THE TASK
Only the lines from the opening of the material through the one containing "use jarvis_core::TenantContext;" should be reproduced, each exactly as it stands.

DATA FOR THIS EXERCISE
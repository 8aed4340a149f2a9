//! Handlers shared by every tenant-scoped resource.
//!
//! Each resource picks its service out of the [`Crm`] through [`Routed`]; the
//! handlers themselves are written once.

use std::sync::Arc;

use axum::{
    extract::{Extension, Path},
    http::StatusCode,
    response::{IntoResponse, Response},
    routing::get,
    Json, Router,
};
use serde_json::{Map, Value};

use jarvis_clients::Client;
use jarvis_core::TenantContext;
use jarvis_followups::Followup;
use jarvis_infra::{Crm, ResourceService, ServiceError};
use jarvis_products::Product;
use jarvis_proposals::Proposal;
use jarvis_query::Resource;

use crate::app::dto::{Body, Params, parse_entity_id};
use crate::app::errors::{ApiError, audited};
use crate::authz::WriteAccess;
use crate::context::ClientMeta;

pub trait Routed: Resource {
    /// Whether create/update/delete are restricted to admins.
    const ADMIN_WRITES: bool = false;

    fn service(crm: &Crm) -> &ResourceService<Self>;
}

impl Routed for Client {
    fn service(crm: &Crm) -> &ResourceService<Self> {
        &crm.clients
    }
}

impl Routed for Product {
    const ADMIN_WRITES: bool = true;

    fn service(crm: &Crm) -> &ResourceService<Self> {
        &crm.products
    }
}

impl Routed for Proposal {
    fn service(crm: &Crm) -> &ResourceService<Self> {
        &crm.proposals
    }
}

impl Routed for Followup {
    fn service(crm: &Crm) -> &ResourceService<Self> {
        &crm.followups
    }
}

/// `GET /` + `POST /`, `GET|PUT|DELETE /:id`.
pub fn crud_router<R: Routed>() -> Router {
    Router::new()
        .route("/", get(list::<R>).post(create::<R>))
        .route("/:id", get(find::<R>).put(update::<R>).delete(delete::<R>))
}

pub async fn list<R: Routed>(
    Extension(crm): Extension<Arc<Crm>>,
    Extension(ctx): Extension<TenantContext>,
    Params(filter): Params<R::Filter>,
) -> Result<Response, ApiError> {
    let page = R::service(&crm).list(&ctx, &filter).await?;
    Ok(Json(page).into_response())
}

pub async fn find<R: Routed>(
    Extension(crm): Extension<Arc<Crm>>,
    Extension(ctx): Extension<TenantContext>,
    Path(id): Path<String>,
) -> Result<Response, ApiError> {
    let row = R::service(&crm).find(&ctx, parse_entity_id(&id)?).await?;
    Ok(Json(row).into_response())
}

pub async fn create<R: Routed>(
    Extension(crm): Extension<Arc<Crm>>,
    Extension(ctx): Extension<TenantContext>,
    access: WriteAccess<R>,
    ClientMeta(meta): ClientMeta,
    Body(new): Body<R::New>,
) -> Result<Response, ApiError> {
    let created = R::service(&crm).create(&ctx, access.identity.user_id, meta, new).await?;
    Ok(audited(StatusCode::CREATED, created))
}

pub async fn update<R: Routed>(
    Extension(crm): Extension<Arc<Crm>>,
    Extension(ctx): Extension<TenantContext>,
    access: WriteAccess<R>,
    ClientMeta(meta): ClientMeta,
    Path(id): Path<String>,
    Body(patch): Body<R::Patch>,
) -> Result<Response, ApiError> {
    let id = parse_entity_id(&id)?;
    let updated = R::service(&crm)
        .update(&ctx, access.identity.user_id, meta, id, patch)
        .await?;
    Ok(audited(StatusCode::OK, updated))
}

/// Responds `{"message": "...", "<entity>": <summary>}`.
pub async fn delete<R: Routed>(
    Extension(crm): Extension<Arc<Crm>>,
    Extension(ctx): Extension<TenantContext>,
    access: WriteAccess<R>,
    ClientMeta(meta): ClientMeta,
    Path(id): Path<String>,
) -> Result<Response, ApiError> {
    let id = parse_entity_id(&id)?;
    let deleted = R::service(&crm).delete(&ctx, access.identity.user_id, meta, id).await?;

    let entity = R::ENTITY.as_str();
    let summary = serde_json::to_value(&deleted.value).map_err(|e| ServiceError::Internal(e.to_string()))?;
    let mut body = Map::new();
    body.insert("message".to_string(), Value::String(format!("{entity} deleted")));
    body.insert(entity.to_string(), summary);

    Ok(audited(StatusCode::OK, deleted.map(|_| Value::Object(body))))
}
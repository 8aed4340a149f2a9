use std::borrow::Cow;

use serde::{Deserialize, Serialize};

/// Role identifier used for role gating.
///
/// Roles are opaque strings compared by exact match; there is no hierarchy.
/// `admin` does not imply `user` unless a gate lists both.
#[derive(Debug, Clone, PartialEq, Eq, Hash, Serialize, Deserialize)]
#[serde(transparent)]
pub struct Role(Cow<'static, str>);

impl Role {
    pub const ADMIN: Role = Role(Cow::Borrowed("admin"));
    pub const USER: Role = Role(Cow::Borrowed("user"));

    pub fn new(name: impl Into<Cow<'static, str>>) -> Self {
        Self(name.into())
    }

    pub fn as_str(&self) -> &str {
        &self.0
    }
}

impl core::fmt::Display for Role {
    fn fmt(&self, f: &mut core::fmt::Formatter<'_>) -> core::fmt::Result {
        f.write_str(&self.0)
    }
}

impl From<String> for Role {
    fn from(value: String) -> Self {
        Self(Cow::Owned(value))
    }
}
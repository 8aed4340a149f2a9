//! Products domain module.
//!
//! A tenant's catalogue of offerings (insurance lines, consortia, pension
//! plans). Every new tenant is seeded with [`DEFAULT_CATALOG`].

pub mod catalog;
pub mod product;

pub use catalog::{CatalogEntry, DEFAULT_CATALOG, default_catalog};
pub use product::{NewProduct, Product, ProductFilter, ProductPatch, ProductSummary};
//! Strongly-typed identifiers used across the domain.

use core::str::FromStr;
use serde::{Deserialize, Serialize};
use uuid::Uuid;

use crate::error::DomainError;

/// Identifier of a tenant (multi-tenant boundary).
#[derive(Debug, Copy, Clone, PartialEq, Eq, Hash, PartialOrd, Ord, Serialize, Deserialize)]
#[serde(transparent)]
pub struct TenantId(Uuid);

/// Identifier of a user (actor identity).
#[derive(Debug, Copy, Clone, PartialEq, Eq, Hash, PartialOrd, Ord, Serialize, Deserialize)]
#[serde(transparent)]
pub struct UserId(Uuid);

/// Identifier of a tenant-scoped entity row (client, proposal, follow-up, product).
#[derive(Debug, Copy, Clone, PartialEq, Eq, Hash, PartialOrd, Ord, Serialize, Deserialize)]
#[serde(transparent)]
pub struct EntityId(Uuid);

/// Identifier of an activity (audit) record.
#[derive(Debug, Copy, Clone, PartialEq, Eq, Hash, PartialOrd, Ord, Serialize, Deserialize)]
#[serde(transparent)]
pub struct ActivityId(Uuid);

macro_rules! impl_uuid_newtype {
    ($t:ty, $name:literal) => {
        impl $t {
            /// Create a new identifier.
            ///
            /// Uses UUIDv7 (time-ordered). Prefer passing IDs explicitly in tests
            /// for determinism.
            pub fn new() -> Self {
                Self(Uuid::now_v7())
            }

            pub fn from_uuid(uuid: Uuid) -> Self {
                Self(uuid)
            }

            pub fn as_uuid(&self) -> &Uuid {
                &self.0
            }
        }

        impl Default for $t {
            fn default() -> Self {
                Self::new()
            }
        }

        impl core::fmt::Display for $t {
            fn fmt(&self, f: &mut core::fmt::Formatter<'_>) -> core::fmt::Result {
                core::fmt::Display::fmt(&self.0, f)
            }
        }

        impl From<Uuid> for $t {
            fn from(value: Uuid) -> Self {
                Self(value)
            }
        }

        impl From<$t> for Uuid {
            fn from(value: $t) -> Self {
                value.0
            }
        }

        impl FromStr for $t {
            type Err = DomainError;

            fn from_str(s: &str) -> Result<Self, Self::Err> {
                let uuid = Uuid::from_str(s)
                    .map_err(|e| DomainError::invalid_id(format!("{}: {}", $name, e)))?;
                Ok(Self(uuid))
            }
        }
    };
}

impl_uuid_newtype!(TenantId, "TenantId");
impl_uuid_newtype!(UserId, "UserId");
impl_uuid_newtype!(EntityId, "EntityId");
impl_uuid_newtype!(ActivityId, "ActivityId");

// Users and tenants also appear as the subject of activity records and as
// write references, where they are addressed as plain entities.
impl From<UserId> for EntityId {
    fn from(value: UserId) -> Self {
        Self(value.0)
    }
}

impl From<TenantId> for EntityId {
    fn from(value: TenantId) -> Self {
        Self(value.0)
    }
}

#[cfg(test)]
mod tests {
    use super::*;

    #[test]
    fn parse_rejects_garbage_with_type_name() {
        let err = "not-a-uuid".parse::<EntityId>().unwrap_err();
        assert!(err.to_string().contains("EntityId"));
    }

    #[test]
    fn display_roundtrips_through_from_str() {
        let id = TenantId::new();
        let parsed: TenantId = id.to_string().parse().unwrap();
        assert_eq!(id, parsed);
    }
}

WRITTEN SOLUTION
repository 8aed4340a149f2a9
//! Handlers shared by every tenant-scoped resource.
//!
//! Each resource picks its service out of the [`Crm`] through [`Routed`]; the
//! handlers themselves are written once.

use std::sync::Arc;

use axum::{
    extract::{Extension, Path},
    http::StatusCode,
    response::{IntoResponse, Response},
    routing::get,
    Json, Router,
};
use serde_json::{Map, Value};

use jarvis_clients::Client;
use jarvis_core::TenantContext;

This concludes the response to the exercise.